Les parties prenantes détenant deux ou trois attributs sont considérées comme
étant « en attente » :
- Les parties prenantes dominantes sont à la fois légitimes et détentrices
d’un pouvoir. Il existe en général une reconnaissance formelle de leur
influence et de leur importance pour l’entreprise. Ce sont par exemple les
grands actionnaires, les principaux préteurs, les leaders politiques ou les
employés (via le service des ressources humaines).

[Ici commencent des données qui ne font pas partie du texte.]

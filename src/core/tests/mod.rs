//! Core module tests
//!
//! Contains test suites for core functionality:
//! - Scanner tests (token boundaries and positions)
//! - Grammar validation tests
//! - Macro entity tests
//! - Library tests

#[cfg(test)]
mod library_tests;
#[cfg(test)]
mod validator_tests;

- Les parties prenantes dépendantes ont des revendications légitimes et
pressantes mais manquent de pouvoir d’influence sur l’organisation. On
pensera par exemple aux victimes d’une marée noire (habitants locaux,
vacanciers, mais aussi faune et flore) qui, sans l’appui d’une partie
prenante détenant un pouvoir, comme par exemple les collectivités
territoriales ou l’Etat, ne peuvent pas forcément obtenir directement
réparation.
- Les parties prenantes dangereuses détiennent pouvoir et urgence mais ne
sont pas considérées comme légitimes. Ca a été le cas des terroristes dans
le drame des attentats du 11 septembre 2001 qui ont pu imposer leur
temporalité et leur pouvoir sans être pour autant reconnus. On pensera
aussi à certains cas de sabotage des employés ou de prise d’otage de
dirigeants.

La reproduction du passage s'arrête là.